Our report “The role of councils in developing Local Industrial Strategies” included Action Learning Sets designed to help the Local Government Association better understand the role of councils in the development of Local Industrial Strategies (LIS) and to support councils to initiate or further their engagement with their LIS. The use of these sets enabled councils to collaborate in real-time to address similar issues by bringing together a total of 24 peers from those organisations to exchange ideas and experiences.
These sessions helped establish that a council’s ability to participate fully in the LIS process hinges on the quality of the relationship between the council and the Local Enterprise Partnership (LEP); and for areas where there is scope to strengthen this relationship, the LIS development process presented a vehicle to do this.
The success of the programme enabled us to bring the group back together a year later, supporting the attendees through three more sessions on their wider economic development work.

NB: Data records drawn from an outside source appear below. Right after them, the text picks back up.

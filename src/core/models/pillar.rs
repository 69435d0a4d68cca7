//! Pillar and track taxonomy

use serde::{Deserialize, Serialize};

/// A subject-matter category that courses and tracks belong to
#[derive(Debug, Clone, PartialEq, Eq, Serialize, Deserialize)]
pub struct Pillar {
    /// Pillar id (e.g., "ai")
    pub id: String,

    /// Display name (e.g., "Artificial Intelligence")
    pub name: String,

    /// Short description
    #[serde(default)]
    pub description: String,
}

/// A named specialization inside exactly one pillar
#[derive(Debug, Clone, PartialEq, Eq, Serialize, Deserialize)]
pub struct Track {
    /// Track id (e.g., "applied-ml")
    pub id: String,

    /// Display name
    pub name: String,

    /// Owning pillar id
    pub pillar: String,

    /// Short description
    #[serde(default)]
    pub description: String,
}
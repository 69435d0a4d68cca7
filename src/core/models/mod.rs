//! Data models for `Pathways`

pub mod breakdown;
pub mod course;
pub mod discount;
pub mod pillar;
pub mod program;
pub mod stage;

pub use breakdown::CostBreakdown;
pub use course::{Course, CourseLevel};
pub use discount::{
    DiscountKind, DiscountOptions, DiscountRuleSet, DiscountStep, EmployerReimbursement, StepKind,
    DISCOUNT_ORDER,
};
pub use pillar::{Pillar, Track};
pub use program::{CreditModel, PriceModel, PricingRecord};
pub use stage::{CertificateStage, StageRequirement};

In the summer of 2020, we applied our trends and scenarios methods to support Surrey Library Service in considering the kinds of needs their communities may face over the coming decade. With a small group of managers, we documented well-established trends and drivers of change (e.g., population ageing, digital technology, housing growth) alongside highly uncertain factors such as economic growth levels post COVID-19.
With the same managers we then used these data to create evidence-based scenarios to test strategies for their public library services and wider cultural offer. This was an inexpensive but impactful way for managers to apply trends data and their own tacit knowledge to test potential strategies against multiple ‘new normals’. Our work consisted of a two-part workshop, informed by service-specific data, with the background evidence and resulting scenarios documented using Miro (a kind of digital whiteboard) so it could be easily shared internally.